In eerder onderzoek, uitgevoerd in het Antoni van Leeuwenhoek, hebben wij de impact van bariatrische chirurgie op de opname van orale antikankermiddelen onderzocht. Van de 140.000 patiënten die tijdens het onderzoek werden behandeld, waren 571 (0,4%) bekend met bariatrische chirurgie. Dit percentage kan echter een onderschatting zijn, aangezien oncologen niet altijd op de hoogte zijn van de uitgevoerde operatie bij hun patiënten. Het onderzoek toonde aan dat bij verschillende antikankermiddelen een duidelijk effect zichtbaar was van de bariatrische ingreep op de opname van deze essentiële geneesmiddelen.

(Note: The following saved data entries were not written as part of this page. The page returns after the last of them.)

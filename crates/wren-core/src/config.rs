/// Bootstrap configuration, fixed for the lifetime of one bootstrap call.
///
/// Built by merging caller overrides onto [`BootstrapConfig::default`],
/// field by field; never mutated afterwards.
#[derive(Debug, Clone, PartialEq)]
pub struct BootstrapConfig {
    /// Run the browser without a visible window.
    pub headless: bool,
    /// Open DevTools alongside the page.
    pub use_devtools: bool,
    /// Prefer a Chromium binary over Google Chrome.
    pub use_alternate_browser: bool,
    /// Explicit browser binary, skipping discovery.
    pub browser_path: Option<std::path::PathBuf>,
    /// Log the DevTools endpoint after a successful bootstrap.
    pub debug: bool,
    /// Extra command-line arguments passed to the browser, opaque here.
    pub browser_args: Vec<String>,
    /// Print each QR payload to the terminal display sink.
    pub log_qr: bool,
    /// Milliseconds between QR re-fetches. Zero or negative disables the
    /// refresh loop entirely; a single QR fetch is performed instead.
    pub qr_refresh_interval_ms: i64,
    /// Upper bound on total QR-refresh duration, measured from loop start.
    pub qr_grab_timeout_ms: u64,
    /// Upper bound on waiting for the ready view after authentication.
    pub chat_ready_timeout_ms: u64,
}

impl Default for BootstrapConfig {
    fn default() -> Self {
        Self {
            headless: true,
            use_devtools: false,
            use_alternate_browser: false,
            browser_path: None,
            debug: false,
            browser_args: Vec::new(),
            log_qr: true,
            qr_refresh_interval_ms: 30_000,
            qr_grab_timeout_ms: 60_000,
            chat_ready_timeout_ms: 70_000,
        }
    }
}

impl BootstrapConfig {
    /// Apply caller overrides on top of this config. Unset fields keep
    /// their current value.
    pub fn merge(mut self, overrides: ConfigOverrides) -> Self {
        if let Some(v) = overrides.headless {
            self.headless = v;
        }
        if let Some(v) = overrides.use_devtools {
            self.use_devtools = v;
        }
        if let Some(v) = overrides.use_alternate_browser {
            self.use_alternate_browser = v;
        }
        if let Some(v) = overrides.browser_path {
            self.browser_path = Some(v);
        }
        if let Some(v) = overrides.debug {
            self.debug = v;
        }
        if let Some(v) = overrides.browser_args {
            self.browser_args = v;
        }
        if let Some(v) = overrides.log_qr {
            self.log_qr = v;
        }
        if let Some(v) = overrides.qr_refresh_interval_ms {
            self.qr_refresh_interval_ms = v;
        }
        if let Some(v) = overrides.qr_grab_timeout_ms {
            self.qr_grab_timeout_ms = v;
        }
        if let Some(v) = overrides.chat_ready_timeout_ms {
            self.chat_ready_timeout_ms = v;
        }
        self
    }
}

/// Partial configuration supplied by callers; `None` fields fall back to
/// the documented defaults.
#[derive(Debug, Clone, Default)]
pub struct ConfigOverrides {
    pub headless: Option<bool>,
    pub use_devtools: Option<bool>,
    pub use_alternate_browser: Option<bool>,
    pub browser_path: Option<std::path::PathBuf>,
    pub debug: Option<bool>,
    pub browser_args: Option<Vec<String>>,
    pub log_qr: Option<bool>,
    pub qr_refresh_interval_ms: Option<i64>,
    pub qr_grab_timeout_ms: Option<u64>,
    pub chat_ready_timeout_ms: Option<u64>,
}
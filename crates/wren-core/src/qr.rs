use std::sync::Arc;

/// One QR challenge as observed on the page: the raw payload plus a
/// display-ready rendering. One instance per poll, not retained.
#[derive(Debug, Clone, PartialEq)]
pub struct QrPayload {
    /// Raw challenge data encoded in the QR code.
    pub data: String,
    /// Terminal-friendly rendering of the same challenge.
    pub rendered: String,
}

impl QrPayload {
    pub fn new(data: impl Into<String>, rendered: impl Into<String>) -> Self {
        Self {
            data: data.into(),
            rendered: rendered.into(),
        }
    }
}

/// Observer invoked with each QR payload as it becomes available.
/// Shared with the refresh task, hence `Arc`.
pub type QrCallback = Arc<dyn Fn(&QrPayload) + Send + Sync>;
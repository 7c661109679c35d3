//! Shared mock page for state-machine tests. Timings are programmed in
//! milliseconds from construction and observed through the paused tokio
//! clock, so tests are deterministic.

use crate::error::{Error, Result};
use crate::page::{BootstrapPage, ProbeStatus};
use crate::qr::QrPayload;
use async_trait::async_trait;
use std::sync::atomic::{AtomicUsize, Ordering};
use std::sync::{Arc, Mutex};
use std::time::Duration;
use tokio::time::Instant;

#[derive(Default)]
pub struct MockPageState {
    fetch_times: Mutex<Vec<Duration>>,
    injections: AtomicUsize,
    close_calls: AtomicUsize,
}

impl MockPageState {
    pub fn fetch_times_ms(&self) -> Vec<u64> {
        self.fetch_times
            .lock()
            .unwrap()
            .iter()
            .map(|d| d.as_millis() as u64)
            .collect()
    }

    pub fn fetch_count(&self) -> usize {
        self.fetch_times.lock().unwrap().len()
    }

    pub fn injections(&self) -> usize {
        self.injections.load(Ordering::SeqCst)
    }

    pub fn close_calls(&self) -> usize {
        self.close_calls.load(Ordering::SeqCst)
    }
}

pub struct MockPage {
    started: Instant,
    auth_after: Option<Duration>,
    ready_after: Option<Duration>,
    fail_qr: bool,
    fail_injection: bool,
    state: Arc<MockPageState>,
}

impl MockPage {
    pub fn new() -> Self {
        Self {
            started: Instant::now(),
            auth_after: None,
            ready_after: None,
            fail_qr: false,
            fail_injection: false,
            state: Arc::default(),
        }
    }

    /// Authentication becomes observable at this many ms after creation.
    pub fn auth_after_ms(mut self, ms: u64) -> Self {
        self.auth_after = Some(Duration::from_millis(ms));
        self
    }

    /// The ready view appears at this many ms after creation.
    pub fn ready_after_ms(mut self, ms: u64) -> Self {
        self.ready_after = Some(Duration::from_millis(ms));
        self
    }

    pub fn failing_qr(mut self) -> Self {
        self.fail_qr = true;
        self
    }

    pub fn failing_injection(mut self) -> Self {
        self.fail_injection = true;
        self
    }

    pub fn state(&self) -> Arc<MockPageState> {
        Arc::clone(&self.state)
    }
}

#[async_trait]
impl BootstrapPage for MockPage {
    async fn is_authenticated(&self) -> ProbeStatus {
        match self.auth_after {
            Some(at) if self.started.elapsed() >= at => ProbeStatus::Positive,
            _ => ProbeStatus::Negative,
        }
    }

    async fn wait_until_authenticated(&self) {
        match self.auth_after {
            Some(at) => tokio::time::sleep_until(self.started + at).await,
            None => std::future::pending().await,
        }
    }

    async fn wait_until_ready(&self, timeout: Duration) -> bool {
        let deadline = Instant::now() + timeout;
        match self.ready_after {
            Some(at) => {
                let ready_at = self.started + at;
                if ready_at <= deadline {
                    tokio::time::sleep_until(ready_at).await;
                    true
                } else {
                    tokio::time::sleep_until(deadline).await;
                    false
                }
            }
            None => {
                tokio::time::sleep_until(deadline).await;
                false
            }
        }
    }

    async fn fetch_qr(&self) -> Result<QrPayload> {
        self.state
            .fetch_times
            .lock()
            .unwrap()
            .push(self.started.elapsed());
        if self.fail_qr {
            return Err(Error::Probe("QR element not present".to_string()));
        }
        Ok(QrPayload::new("mock-challenge", "[mock qr]"))
    }

    async fn inject_api(&self) -> Result<()> {
        self.state.injections.fetch_add(1, Ordering::SeqCst);
        if self.fail_injection {
            return Err(Error::Injection("bridge object missing".to_string()));
        }
        Ok(())
    }

    async fn close(&self) {
        self.state.close_calls.fetch_add(1, Ordering::SeqCst);
    }
}
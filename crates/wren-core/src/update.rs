use crate::error::Result;
use async_trait::async_trait;
use std::sync::atomic::{AtomicBool, Ordering};

/// Where the latest published version comes from.
#[async_trait]
pub trait VersionSource: Send + Sync {
    /// Latest published version string, e.g. `"0.2.1"`.
    async fn latest(&self) -> Result<String>;
}

/// Once-only guard around the update notice. Owned by the top-level
/// application context rather than hidden module state, so tests can
/// construct a fresh guard and callers decide its scope.
#[derive(Debug, Default)]
pub struct UpdateCheck {
    checked: AtomicBool,
}

impl UpdateCheck {
    pub const fn new() -> Self {
        Self {
            checked: AtomicBool::new(false),
        }
    }

    /// Run the version lookup at most once per guard; returns whether
    /// the lookup ran this time. Best effort: lookup failures are
    /// logged at debug and swallowed, never surfaced to bootstrap.
    pub async fn run(&self, current: &str, source: &dyn VersionSource) -> bool {
        if self.checked.swap(true, Ordering::SeqCst) {
            return false;
        }

        match source.latest().await {
            Ok(latest) if !up_to_date(current, &latest) => {
                tracing::warn!(
                    current,
                    latest = latest.as_str(),
                    "a newer version is available, update with `cargo install wren-cli`"
                );
            }
            Ok(latest) => {
                tracing::debug!(current, latest = latest.as_str(), "running the latest version");
            }
            Err(e) => {
                tracing::debug!(error = %e, "update check failed");
            }
        }
        true
    }
}

/// Lenient dotted-numeric version comparison. Leading `v` and
/// pre-release suffixes are ignored; missing or unparseable segments
/// compare as zero.
pub fn up_to_date(current: &str, latest: &str) -> bool {
    parse_version(current) >= parse_version(latest)
}

fn parse_version(version: &str) -> [u64; 3] {
    let core = version
        .trim()
        .trim_start_matches('v')
        .split(['-', '+'])
        .next()
        .unwrap_or("");

    let mut parts = core.split('.');
    let mut segment = || {
        parts
            .next()
            .and_then(|p| p.parse::<u64>().ok())
            .unwrap_or(0)
    };
    [segment(), segment(), segment()]
}

#[cfg(test)]
mod tests {
    use super::*;
    use crate::error::Error;
    use std::sync::atomic::AtomicUsize;

    struct CountingSource {
        lookups: AtomicUsize,
        latest: String,
    }

    impl CountingSource {
        fn new(latest: &str) -> Self {
            Self {
                lookups: AtomicUsize::new(0),
                latest: latest.to_string(),
            }
        }
    }

    #[async_trait]
    impl VersionSource for CountingSource {
        async fn latest(&self) -> Result<String> {
            self.lookups.fetch_add(1, Ordering::SeqCst);
            Ok(self.latest.clone())
        }
    }

    struct FailingSource;

    #[async_trait]
    impl VersionSource for FailingSource {
        async fn latest(&self) -> Result<String> {
            Err(Error::VersionLookup("registry unreachable".to_string()))
        }
    }

    #[tokio::test]
    async fn test_lookup_runs_only_once_per_guard() {
        let check = UpdateCheck::new();
        let source = CountingSource::new("9.9.9");

        assert!(check.run("0.1.0", &source).await);
        assert!(!check.run("0.1.0", &source).await);
        assert_eq!(source.lookups.load(Ordering::SeqCst), 1);
    }

    #[tokio::test]
    async fn test_fresh_guard_allows_another_lookup() {
        let source = CountingSource::new("9.9.9");

        assert!(UpdateCheck::new().run("0.1.0", &source).await);
        assert!(UpdateCheck::new().run("0.1.0", &source).await);
        assert_eq!(source.lookups.load(Ordering::SeqCst), 2);
    }

    #[tokio::test]
    async fn test_lookup_failure_is_swallowed() {
        let check = UpdateCheck::new();
        // Still counts as "checked"
        assert!(check.run("0.1.0", &FailingSource).await);
        assert!(!check.run("0.1.0", &FailingSource).await);
    }

    #[test]
    fn test_up_to_date_comparisons() {
        assert!(up_to_date("1.2.3", "1.2.3"));
        assert!(up_to_date("1.3.0", "1.2.9"));
        assert!(up_to_date("2.0.0", "1.9.9"));
        assert!(!up_to_date("1.2.3", "1.2.4"));
        assert!(!up_to_date("1.2.3", "2.0.0"));
    }

    #[test]
    fn test_up_to_date_tolerates_prefixes_and_suffixes() {
        assert!(up_to_date("v1.2.3", "1.2.3"));
        assert!(up_to_date("1.2.3", "1.2.3-beta.1"));
        assert!(!up_to_date("0.9", "1.0.0"));
        assert!(up_to_date("garbage", "0.0.0"));
    }
}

Om de invloed van bariatrische chirurgie op de opname van geneesmiddelen te beoordelen, wordt vaak het Biopharmaceutics Classification System (BCS) gebruikt. Dit systeem deelt geneesmiddelen in op basis van hun oplosbaarheid en hoe gemakkelijk ze de darmwand passeren. Vooral middelen die slecht oplosbaar zijn of moeilijk via de darmwand worden opgenomen, kunnen na bariatrische chirurgie problematische spiegels vertonen. Voor deze middelen wordt het uitvoeren van spiegelbepalingen (TDM) sterk aanbevolen. Niet alleen de BCS-klasse bepaalt of spiegelbepalingen nodig zijn; intra-individuele variabiliteit speelt ook een belangrijke rol. 

Bij middelen met een lage oplosbaarheid of beperkte opname is het risico groot dat onvoldoende blootstelling aan het geneesmiddel wordt bereikt, zeker als er extra risicofactoren aanwezig zijn. Deze factoren kunnen onder meer de afwezigheid van TDM, een pH-afhankelijke oplosbaarheid en de aanwezigheid van een 'enabling formulation' zijn. Zo heeft bijvoorbeeld palbociclib een speciale formulering ('solid dispersion') om de opname te bevorderen.

Voor ons is het daarom van cruciaal belang om te weten of een patiënt bariatrische chirurgie heeft ondergaan. Dit helpt ons bij het aanpassen van de behandeling en het monitoren van medicijnspiegels, om de effectiviteit van de therapie te waarborgen. U kunt deze cruciale informatie toevoegen in uw verwijsbrief.